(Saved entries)

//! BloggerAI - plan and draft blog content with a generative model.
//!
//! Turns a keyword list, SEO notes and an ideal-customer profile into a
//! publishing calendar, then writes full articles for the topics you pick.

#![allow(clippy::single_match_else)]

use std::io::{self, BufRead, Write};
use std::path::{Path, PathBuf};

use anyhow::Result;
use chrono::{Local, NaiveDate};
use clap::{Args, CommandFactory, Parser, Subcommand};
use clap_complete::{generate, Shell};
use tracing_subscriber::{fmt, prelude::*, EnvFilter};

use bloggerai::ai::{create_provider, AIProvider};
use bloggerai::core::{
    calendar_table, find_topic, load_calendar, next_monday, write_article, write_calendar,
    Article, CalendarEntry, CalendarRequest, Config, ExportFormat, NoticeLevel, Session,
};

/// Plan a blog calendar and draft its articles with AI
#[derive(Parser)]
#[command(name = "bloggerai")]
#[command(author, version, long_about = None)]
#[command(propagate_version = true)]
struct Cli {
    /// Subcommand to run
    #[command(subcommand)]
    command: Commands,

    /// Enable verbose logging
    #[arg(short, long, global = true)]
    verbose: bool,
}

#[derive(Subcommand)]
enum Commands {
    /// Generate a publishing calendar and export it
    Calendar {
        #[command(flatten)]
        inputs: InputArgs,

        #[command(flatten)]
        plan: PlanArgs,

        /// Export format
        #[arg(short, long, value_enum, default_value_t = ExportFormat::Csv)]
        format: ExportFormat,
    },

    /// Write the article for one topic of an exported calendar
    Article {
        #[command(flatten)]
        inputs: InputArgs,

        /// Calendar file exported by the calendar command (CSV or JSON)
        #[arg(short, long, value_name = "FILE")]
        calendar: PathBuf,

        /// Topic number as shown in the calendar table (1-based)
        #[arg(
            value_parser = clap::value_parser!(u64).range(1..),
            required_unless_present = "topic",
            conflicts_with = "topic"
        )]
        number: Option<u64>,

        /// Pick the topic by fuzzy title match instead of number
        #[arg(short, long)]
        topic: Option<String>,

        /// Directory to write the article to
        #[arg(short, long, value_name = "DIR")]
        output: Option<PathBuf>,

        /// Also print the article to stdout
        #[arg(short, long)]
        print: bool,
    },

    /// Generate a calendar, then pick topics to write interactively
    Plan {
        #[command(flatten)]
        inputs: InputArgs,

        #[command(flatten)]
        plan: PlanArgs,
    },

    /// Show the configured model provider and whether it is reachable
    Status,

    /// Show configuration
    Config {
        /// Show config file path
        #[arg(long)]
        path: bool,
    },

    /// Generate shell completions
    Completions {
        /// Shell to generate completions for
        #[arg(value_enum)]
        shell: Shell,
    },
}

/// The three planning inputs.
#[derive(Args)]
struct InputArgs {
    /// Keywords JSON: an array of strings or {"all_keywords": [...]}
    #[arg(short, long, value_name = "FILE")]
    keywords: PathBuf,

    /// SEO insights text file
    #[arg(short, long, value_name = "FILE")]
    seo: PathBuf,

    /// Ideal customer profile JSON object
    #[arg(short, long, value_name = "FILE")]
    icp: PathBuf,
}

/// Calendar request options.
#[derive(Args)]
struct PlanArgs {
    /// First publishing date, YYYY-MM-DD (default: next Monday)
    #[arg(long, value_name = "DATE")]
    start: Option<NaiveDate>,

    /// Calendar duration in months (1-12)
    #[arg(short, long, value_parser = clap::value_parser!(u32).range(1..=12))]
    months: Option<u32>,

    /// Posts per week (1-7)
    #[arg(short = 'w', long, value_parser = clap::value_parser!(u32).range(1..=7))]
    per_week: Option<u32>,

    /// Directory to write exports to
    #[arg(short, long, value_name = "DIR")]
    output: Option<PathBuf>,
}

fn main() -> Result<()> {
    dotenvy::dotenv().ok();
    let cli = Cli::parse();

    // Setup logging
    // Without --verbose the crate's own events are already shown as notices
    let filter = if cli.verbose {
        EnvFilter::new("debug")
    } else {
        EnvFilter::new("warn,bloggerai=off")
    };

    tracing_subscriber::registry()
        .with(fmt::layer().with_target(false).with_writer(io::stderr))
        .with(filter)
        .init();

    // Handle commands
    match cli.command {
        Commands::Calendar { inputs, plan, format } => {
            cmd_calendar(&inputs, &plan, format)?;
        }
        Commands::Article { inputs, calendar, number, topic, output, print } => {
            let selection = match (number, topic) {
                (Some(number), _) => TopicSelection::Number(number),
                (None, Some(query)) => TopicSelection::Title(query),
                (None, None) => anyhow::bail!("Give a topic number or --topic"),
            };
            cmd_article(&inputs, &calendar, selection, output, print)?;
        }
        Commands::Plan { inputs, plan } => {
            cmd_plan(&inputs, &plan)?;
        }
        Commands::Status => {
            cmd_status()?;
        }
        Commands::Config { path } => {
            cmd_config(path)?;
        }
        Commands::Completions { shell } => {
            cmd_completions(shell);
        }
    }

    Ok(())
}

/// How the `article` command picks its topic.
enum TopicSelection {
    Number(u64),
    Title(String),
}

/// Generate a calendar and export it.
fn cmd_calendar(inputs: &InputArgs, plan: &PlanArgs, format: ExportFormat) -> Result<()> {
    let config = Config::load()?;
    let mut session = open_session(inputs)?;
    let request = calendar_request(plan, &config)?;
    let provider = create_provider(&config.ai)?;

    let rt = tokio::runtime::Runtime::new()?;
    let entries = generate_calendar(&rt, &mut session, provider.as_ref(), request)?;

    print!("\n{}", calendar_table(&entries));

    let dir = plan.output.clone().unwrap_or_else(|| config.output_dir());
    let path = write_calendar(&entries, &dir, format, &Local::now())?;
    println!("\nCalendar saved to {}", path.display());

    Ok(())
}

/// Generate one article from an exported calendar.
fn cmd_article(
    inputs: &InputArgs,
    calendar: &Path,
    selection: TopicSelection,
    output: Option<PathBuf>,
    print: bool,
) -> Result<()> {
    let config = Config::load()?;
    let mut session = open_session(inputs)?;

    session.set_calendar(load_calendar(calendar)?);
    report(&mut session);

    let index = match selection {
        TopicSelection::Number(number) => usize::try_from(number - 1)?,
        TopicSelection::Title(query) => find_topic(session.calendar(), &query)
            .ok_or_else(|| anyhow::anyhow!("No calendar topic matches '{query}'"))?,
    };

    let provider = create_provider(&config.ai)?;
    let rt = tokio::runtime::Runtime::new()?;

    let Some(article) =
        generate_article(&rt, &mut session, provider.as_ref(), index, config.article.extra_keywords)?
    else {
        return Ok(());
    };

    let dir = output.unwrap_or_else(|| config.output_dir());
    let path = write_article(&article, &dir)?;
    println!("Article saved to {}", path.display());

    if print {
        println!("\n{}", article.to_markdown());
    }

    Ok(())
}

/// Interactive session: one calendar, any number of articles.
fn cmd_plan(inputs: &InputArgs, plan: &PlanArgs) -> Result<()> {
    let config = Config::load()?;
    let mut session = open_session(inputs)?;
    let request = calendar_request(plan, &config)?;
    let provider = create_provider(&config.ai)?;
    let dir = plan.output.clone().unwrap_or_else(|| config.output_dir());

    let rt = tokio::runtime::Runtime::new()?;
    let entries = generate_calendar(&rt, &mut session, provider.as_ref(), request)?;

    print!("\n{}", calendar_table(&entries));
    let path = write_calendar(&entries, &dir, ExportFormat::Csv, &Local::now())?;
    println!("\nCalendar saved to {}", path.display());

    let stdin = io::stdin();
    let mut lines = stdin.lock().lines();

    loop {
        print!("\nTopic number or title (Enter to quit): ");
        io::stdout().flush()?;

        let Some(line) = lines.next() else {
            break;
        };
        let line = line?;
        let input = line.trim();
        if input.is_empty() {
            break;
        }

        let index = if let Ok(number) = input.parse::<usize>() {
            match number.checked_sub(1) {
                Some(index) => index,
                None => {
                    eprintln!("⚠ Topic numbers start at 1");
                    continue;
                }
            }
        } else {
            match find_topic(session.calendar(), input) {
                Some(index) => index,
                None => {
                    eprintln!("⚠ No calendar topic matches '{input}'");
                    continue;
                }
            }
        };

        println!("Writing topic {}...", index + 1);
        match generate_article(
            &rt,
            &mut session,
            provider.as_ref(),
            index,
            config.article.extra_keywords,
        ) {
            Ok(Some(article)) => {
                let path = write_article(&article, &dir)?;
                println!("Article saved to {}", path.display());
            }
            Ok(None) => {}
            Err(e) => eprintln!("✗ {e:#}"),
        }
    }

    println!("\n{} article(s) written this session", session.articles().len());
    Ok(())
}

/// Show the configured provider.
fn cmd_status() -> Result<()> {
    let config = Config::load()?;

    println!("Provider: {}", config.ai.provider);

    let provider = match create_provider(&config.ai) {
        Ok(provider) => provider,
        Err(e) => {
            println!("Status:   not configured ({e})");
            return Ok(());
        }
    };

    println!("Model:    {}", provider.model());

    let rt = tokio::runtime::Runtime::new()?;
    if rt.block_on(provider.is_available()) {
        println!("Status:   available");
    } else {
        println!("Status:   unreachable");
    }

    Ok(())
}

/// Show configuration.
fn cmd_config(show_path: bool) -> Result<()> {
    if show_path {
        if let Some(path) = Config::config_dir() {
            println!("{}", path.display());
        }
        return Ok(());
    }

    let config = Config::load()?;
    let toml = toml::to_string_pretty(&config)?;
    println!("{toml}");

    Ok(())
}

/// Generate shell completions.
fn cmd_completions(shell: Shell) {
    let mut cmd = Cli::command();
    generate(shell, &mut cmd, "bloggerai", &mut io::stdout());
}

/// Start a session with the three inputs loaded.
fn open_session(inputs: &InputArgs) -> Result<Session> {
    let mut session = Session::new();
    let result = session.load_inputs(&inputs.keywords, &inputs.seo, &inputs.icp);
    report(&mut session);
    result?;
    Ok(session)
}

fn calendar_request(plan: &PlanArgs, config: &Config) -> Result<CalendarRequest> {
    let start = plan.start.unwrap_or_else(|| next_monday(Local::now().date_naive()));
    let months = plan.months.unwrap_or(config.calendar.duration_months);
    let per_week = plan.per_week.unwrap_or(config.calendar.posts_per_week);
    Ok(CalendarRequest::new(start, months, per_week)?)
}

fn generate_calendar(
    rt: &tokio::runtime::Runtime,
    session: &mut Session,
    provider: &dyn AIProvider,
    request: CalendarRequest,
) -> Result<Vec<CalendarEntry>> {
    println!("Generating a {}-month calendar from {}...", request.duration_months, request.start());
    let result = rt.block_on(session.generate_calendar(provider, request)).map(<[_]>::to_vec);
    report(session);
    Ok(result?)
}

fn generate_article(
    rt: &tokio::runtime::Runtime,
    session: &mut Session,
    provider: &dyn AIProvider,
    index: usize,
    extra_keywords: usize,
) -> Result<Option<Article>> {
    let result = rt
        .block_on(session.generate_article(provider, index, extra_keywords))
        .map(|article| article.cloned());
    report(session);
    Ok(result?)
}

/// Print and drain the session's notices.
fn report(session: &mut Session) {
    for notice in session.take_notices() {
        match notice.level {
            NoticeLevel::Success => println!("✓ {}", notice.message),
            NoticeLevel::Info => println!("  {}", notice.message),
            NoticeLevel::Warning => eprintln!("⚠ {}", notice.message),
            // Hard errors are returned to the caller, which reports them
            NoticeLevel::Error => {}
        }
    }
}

==

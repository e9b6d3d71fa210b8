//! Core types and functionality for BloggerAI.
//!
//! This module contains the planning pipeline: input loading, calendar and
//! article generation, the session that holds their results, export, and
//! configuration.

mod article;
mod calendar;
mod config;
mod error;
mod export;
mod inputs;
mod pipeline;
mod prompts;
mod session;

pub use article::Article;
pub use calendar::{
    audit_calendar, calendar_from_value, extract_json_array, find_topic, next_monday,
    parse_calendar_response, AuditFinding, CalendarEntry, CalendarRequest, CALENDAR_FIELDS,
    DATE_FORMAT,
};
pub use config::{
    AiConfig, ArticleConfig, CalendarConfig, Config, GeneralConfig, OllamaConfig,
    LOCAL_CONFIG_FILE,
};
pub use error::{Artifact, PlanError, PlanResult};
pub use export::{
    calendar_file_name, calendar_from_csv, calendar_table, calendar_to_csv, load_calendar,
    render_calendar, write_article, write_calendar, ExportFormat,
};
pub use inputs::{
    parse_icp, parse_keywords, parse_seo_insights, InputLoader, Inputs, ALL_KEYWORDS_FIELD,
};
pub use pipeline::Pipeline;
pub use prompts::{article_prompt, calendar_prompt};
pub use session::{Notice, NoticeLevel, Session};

• [Exercise description] Go through the entries above and report each line with the string "NoticeLevel" in it.

• [Result for this exercise]
    Article, CalendarEntry, CalendarRequest, Config, ExportFormat, NoticeLevel, Session,
            NoticeLevel::Success => println!("✓ {}", notice.message),
            NoticeLevel::Info => println!("  {}", notice.message),
            NoticeLevel::Warning => eprintln!("⚠ {}", notice.message),
            NoticeLevel::Error => {}
pub use session::{Notice, NoticeLevel, Session};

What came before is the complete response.